◆ Assignment ◆
Below are some records; quote exactly the lines from the one that contains "repository d4a66110cba4b216" through the one that contains "usize, reason: String", inclusive, and no others.

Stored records
━━━━━━━━

//! Run report types: what happened to each sequence, plus run totals.
//!
//! The report is the only user-facing record of skips and per-file
//! failures, so every outcome is kept here rather than only logged.

use serde::Serialize;
use std::fmt;

use crate::mot::{ClassCounts, ObjectClass};
use crate::split::SplitCounts;

/// Why a sequence was not converted.
#[derive(Clone, Copy, Debug, PartialEq, Eq, Serialize)]
#[serde(rename_all = "snake_case")]
pub enum SkipReason {
    MissingGameInfo,
    MissingGroundTruth,
    MissingImageDir,
    ImageDirUnreadable,
    NoImages,
    GroundTruthUnreadable,
    OutputUnwritable,
}

impl SkipReason {
    pub fn describe(self) -> &'static str {
        match self {
            SkipReason::MissingGameInfo => "missing gameinfo.ini",
            SkipReason::MissingGroundTruth => "missing gt/gt.txt",
            SkipReason::MissingImageDir => "missing img1 directory",
            SkipReason::ImageDirUnreadable => "img1 directory could not be listed",
            SkipReason::NoImages => "no images found",
            SkipReason::GroundTruthUnreadable => "gt/gt.txt could not be read",
            SkipReason::OutputUnwritable => "output directories could not be created",
        }
    }
}

impl fmt::Display for SkipReason {
    fn fmt(&self, f: &mut fmt::Formatter<'_>) -> fmt::Result {
        f.write_str(self.describe())
    }
}

/// Counters for one converted sequence.
#[derive(Clone, Debug, Default, Serialize)]
pub struct SequenceReport {
    pub sequence: String,
    pub game_id: String,
    /// Tracks with a class from the class table; the rest are players.
    pub tracks_classified: usize,
    /// Images found in the sequence.
    pub frames: usize,
    /// Frames per split as planned.
    pub splits: SplitCounts,
    pub images_copied: usize,
    pub image_copy_failures: usize,
    /// Label files written to staging.
    pub labels_written: usize,
    pub label_write_failures: usize,
    /// Staged labels moved into their split directory.
    pub labels_placed: usize,
    pub label_move_failures: usize,
    /// Staged labels with no matching image; discarded.
    pub orphan_labels: usize,
    /// Valid ground-truth rows.
    pub rows_read: usize,
    /// Malformed ground-truth rows.
    pub rows_skipped: usize,
    /// Boxes written, per class.
    pub boxes: ClassCounts,
    /// Boxes dropped because their frame image was missing or undecodable.
    pub boxes_without_image: usize,
    /// Boxes dropped because they collapsed after clamping.
    pub boxes_degenerate: usize,
    /// Frames referenced by ground truth whose size could not be read.
    pub frames_unavailable: usize,
    pub gameinfo_copied: bool,
    pub data_yaml_written: bool,
    pub elapsed_secs: f64,
}

impl SequenceReport {
    /// Per-file failures recorded for this sequence.
    pub fn failure_count(&self) -> usize {
        self.image_copy_failures + self.label_write_failures + self.label_move_failures
    }
}

/// What happened to one sequence.
#[derive(Clone, Debug, Serialize)]
#[serde(tag = "status", rename_all = "snake_case")]
pub enum SequenceOutcome {
    Converted(SequenceReport),
    Skipped { sequence: String, reason: SkipReason },
}

impl SequenceOutcome {
    pub fn sequence(&self) -> &str {
        match self {
            SequenceOutcome::Converted(report) => &report.sequence,
            SequenceOutcome::Skipped { sequence, .. } => sequence,
        }
    }

    pub fn is_converted(&self) -> bool {
        matches!(self, SequenceOutcome::Converted(_))
    }
}

/// Totals across all sequences of a run.
#[derive(Clone, Debug, Default, PartialEq, Serialize)]
pub struct RunTotals {
    pub sequences_converted: usize,
    pub sequences_skipped: usize,
    pub frames: usize,
    pub splits: SplitCounts,
    pub images_copied: usize,
    pub labels_placed: usize,
    pub boxes: ClassCounts,
    pub rows_skipped: usize,
    pub failures: usize,
}

/// The report of a whole conversion run.
#[derive(Clone, Debug, Default, Serialize)]
pub struct RunReport {
    pub source: String,
    pub target: String,
    pub policy: String,
    pub sequences: Vec<SequenceOutcome>,
    pub totals: RunTotals,
}

impl RunReport {
    pub fn new(
        source: impl Into<String>,
        target: impl Into<String>,
        policy: impl Into<String>,
    ) -> Self {
        Self {
            source: source.into(),
            target: target.into(),
            policy: policy.into(),
            ..Default::default()
        }
    }

    /// Record a sequence outcome and fold it into the totals.
    pub fn push(&mut self, outcome: SequenceOutcome) {
        match &outcome {
            SequenceOutcome::Converted(seq) => {
                let totals = &mut self.totals;
                totals.sequences_converted += 1;
                totals.frames += seq.frames;
                totals.splits.merge(&seq.splits);
                totals.images_copied += seq.images_copied;
                totals.labels_placed += seq.labels_placed;
                totals.boxes.merge(&seq.boxes);
                totals.rows_skipped += seq.rows_skipped;
                totals.failures += seq.failure_count();
            }
            SequenceOutcome::Skipped { .. } => self.totals.sequences_skipped += 1,
        }
        self.sequences.push(outcome);
    }

    pub fn converted(&self) -> impl Iterator<Item = &SequenceReport> {
        self.sequences.iter().filter_map(|outcome| match outcome {
            SequenceOutcome::Converted(report) => Some(report),
            SequenceOutcome::Skipped { .. } => None,
        })
    }

    pub fn skipped(&self) -> impl Iterator<Item = (&str, SkipReason)> {
        self.sequences.iter().filter_map(|outcome| match outcome {
            SequenceOutcome::Skipped { sequence, reason } => Some((sequence.as_str(), *reason)),
            SequenceOutcome::Converted(_) => None,
        })
    }
}

impl fmt::Display for RunReport {
    fn fmt(&self, f: &mut fmt::Formatter<'_>) -> fmt::Result {
        writeln!(f, "Converted {} -> {}", self.source, self.target)?;
        writeln!(f, "  split policy: {}", self.policy)?;
        writeln!(f)?;

        for outcome in &self.sequences {
            match outcome {
                SequenceOutcome::Converted(seq) => {
                    writeln!(
                        f,
                        "  OK    {} (game {}): {} frames [train {}, valid {}, test {}], {} images, {} labels, {} boxes",
                        seq.sequence,
                        seq.game_id,
                        seq.frames,
                        seq.splits.train,
                        seq.splits.valid,
                        seq.splits.test,
                        seq.images_copied,
                        seq.labels_placed,
                        seq.boxes.total()
                    )?;
                    if seq.failure_count() > 0 {
                        writeln!(f, "        {} file operation(s) failed", seq.failure_count())?;
                    }
                }
                SequenceOutcome::Skipped { sequence, reason } => {
                    writeln!(f, "  SKIP  {}: {}", sequence, reason)?;
                }
            }
        }

        let t = &self.totals;
        writeln!(f)?;
        writeln!(
            f,
            "Sequences: {} converted, {} skipped",
            t.sequences_converted, t.sequences_skipped
        )?;
        writeln!(
            f,
            "Frames: {} (train {}, valid {}, test {})",
            t.frames, t.splits.train, t.splits.valid, t.splits.test
        )?;
        writeln!(
            f,
            "Images copied: {}, labels placed: {}",
            t.images_copied, t.labels_placed
        )?;
        write!(f, "Boxes:")?;
        for class in ObjectClass::ALL {
            write!(f, " {} {}", class, t.boxes.get(class))?;
        }
        writeln!(f)?;
        if t.rows_skipped > 0 {
            writeln!(f, "Malformed ground-truth rows skipped: {}", t.rows_skipped)?;
        }
        if t.failures > 0 {
            writeln!(f, "File operations failed: {}", t.failures)?;
        }

        Ok(())
    }
}
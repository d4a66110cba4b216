use tracing_subscriber::{fmt, layer::SubscriberExt, util::SubscriberInitExt, EnvFilter};

/// Install the global subscriber. `level` accepts anything `EnvFilter` does,
/// e.g. `info` or `folio_server=debug,tower_http=info`.
pub fn init_logging(level: &str, json: bool) {
    let filter = EnvFilter::try_new(level).unwrap_or_else(|e| {
        eprintln!("Invalid log filter '{}': {}, falling back to info", level, e);
        EnvFilter::new("info")
    });

    let registry = tracing_subscriber::registry().with(filter);

    if json {
        registry
            .with(fmt::layer().json().with_target(true).with_current_span(false))
            .init();
    } else {
        registry.with(fmt::layer().with_target(true)).init();
    }
}
use thiserror::Error;

/// Rejection reasons for an inbound chat payload
#[derive(Error, Debug, Clone, PartialEq)]
pub enum ValidationError {
    #[error("Invalid request body")]
    NotAnObject,

    #[error("Invalid messages format")]
    MessagesNotArray,

    #[error("Invalid messages format: at least one message is required")]
    EmptyMessages,

    #[error("Invalid messages format: message {index} {reason}")]
    InvalidMessage { index: usize, reason: String },

    #[error("Invalid apiKey format")]
    InvalidApiKey,
}
use serde::{Deserialize, Serialize};

use crate::types::ChatMessage;

/// Successful relay reply
#[derive(Debug, Clone, Serialize, Deserialize)]
pub struct RelayResponse {
    pub message: ChatMessage,
}

/// Error body shared by every endpoint
#[derive(Debug, Clone, PartialEq, Serialize, Deserialize)]
pub struct ErrorBody {
    pub error: String,
}

impl ErrorBody {
    pub fn new(error: impl Into<String>) -> Self {
        Self { error: error.into() }
    }
}
use serde::{Deserialize, Serialize};
use uuid::Uuid;

use crate::clock::now_millis;
use crate::types::message::ChatMessage;

/// An in-memory conversation.
///
/// Lives as long as the widget that opened it; nothing here is persisted.
#[derive(Debug, Clone, Serialize, Deserialize)]
#[serde(rename_all = "camelCase")]
pub struct ChatSession {
    id: String,
    messages: Vec<ChatMessage>,
    created_at: i64,
    updated_at: i64,
}

impl ChatSession {
    pub fn new() -> Self {
        let now = now_millis();
        Self {
            id: Uuid::new_v4().to_string(),
            messages: Vec::new(),
            created_at: now,
            updated_at: now,
        }
    }

    pub fn id(&self) -> &str {
        &self.id
    }

    pub fn created_at(&self) -> i64 {
        self.created_at
    }

    pub fn updated_at(&self) -> i64 {
        self.updated_at
    }

    /// Append a turn.
    ///
    /// Timestamps stay strictly increasing in conversation order: a message
    /// stamped at or before the previous turn (clock skew between client and
    /// server) is moved to one millisecond after it.
    pub fn push(&mut self, message: ChatMessage) {
        let message = match self.messages.last() {
            Some(last) if message.timestamp() <= last.timestamp() => {
                let ts = last.timestamp() + 1;
                message.restamped(ts)
            }
            _ => message,
        };
        self.updated_at = now_millis().max(message.timestamp());
        self.messages.push(message);
    }

    /// All turns, including system messages
    pub fn messages(&self) -> &[ChatMessage] {
        &self.messages
    }

    /// Turns that may be rendered to the reader
    pub fn visible_messages(&self) -> impl Iterator<Item = &ChatMessage> {
        self.messages.iter().filter(|m| m.is_visible())
    }

    pub fn last(&self) -> Option<&ChatMessage> {
        self.messages.last()
    }

    pub fn len(&self) -> usize {
        self.messages.len()
    }

    pub fn is_empty(&self) -> bool {
        self.messages.is_empty()
    }

    /// Drop every turn, keeping the session identity
    pub fn clear(&mut self) {
        self.messages.clear();
        self.updated_at = now_millis();
    }
}

impl Default for ChatSession {
    fn default() -> Self {
        Self::new()
    }
}

#[cfg(test)]
mod tests {
    use super::*;
    use crate::types::Role;

    #[test]
    fn test_push_preserves_order() {
        let mut session = ChatSession::new();
        session.push(ChatMessage::user("first"));
        session.push(ChatMessage::assistant("second"));

        let contents: Vec<_> = session.messages().iter().map(|m| m.content()).collect();
        assert_eq!(contents, vec!["first", "second"]);
        assert!(session.updated_at() >= session.created_at());
    }

    #[test]
    fn test_push_restamps_stale_timestamp() {
        let mut session = ChatSession::new();
        session.push(ChatMessage::restore("a", Role::User, "hi", 5_000));
        session.push(ChatMessage::restore("b", Role::Assistant, "hello", 4_000));

        let stamps: Vec<_> = session.messages().iter().map(|m| m.timestamp()).collect();
        assert_eq!(stamps, vec![5_000, 5_001]);
        assert_eq!(session.messages()[1].id(), "b");
    }

    #[test]
    fn test_visible_messages_hide_system() {
        let mut session = ChatSession::new();
        session.push(ChatMessage::system("persona"));
        session.push(ChatMessage::user("question"));

        let visible: Vec<_> = session.visible_messages().map(|m| m.content()).collect();
        assert_eq!(visible, vec!["question"]);
        assert_eq!(session.len(), 2);
    }

    #[test]
    fn test_clear_keeps_identity() {
        let mut session = ChatSession::new();
        let id = session.id().to_string();
        session.push(ChatMessage::user("x"));
        session.clear();
        assert!(session.is_empty());
        assert_eq!(session.id(), id);
    }
}
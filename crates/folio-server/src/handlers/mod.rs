pub mod chat;
pub mod content;
pub mod health;
pub mod resume;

━━━━━━━━

◆ Expected answer ◆
repository d4a66110cba4b216
use tracing_subscriber::{fmt, layer::SubscriberExt, util::SubscriberInitExt, EnvFilter};

/// Install the global subscriber. `level` accepts anything `EnvFilter` does,
/// e.g. `info` or `folio_server=debug,tower_http=info`.
pub fn init_logging(level: &str, json: bool) {
    let filter = EnvFilter::try_new(level).unwrap_or_else(|e| {
        eprintln!("Invalid log filter '{}': {}, falling back to info", level, e);
        EnvFilter::new("info")
    });

    let registry = tracing_subscriber::registry().with(filter);

    if json {
        registry
            .with(fmt::layer().json().with_target(true).with_current_span(false))
            .init();
    } else {
        registry.with(fmt::layer().with_target(true)).init();
    }
}
use thiserror::Error;

/// Rejection reasons for an inbound chat payload
#[derive(Error, Debug, Clone, PartialEq)]
pub enum ValidationError {
    #[error("Invalid request body")]
    NotAnObject,

    #[error("Invalid messages format")]
    MessagesNotArray,

    #[error("Invalid messages format: at least one message is required")]
    EmptyMessages,

    #[error("Invalid messages format: message {index} {reason}")]
    InvalidMessage { index: usize, reason: String },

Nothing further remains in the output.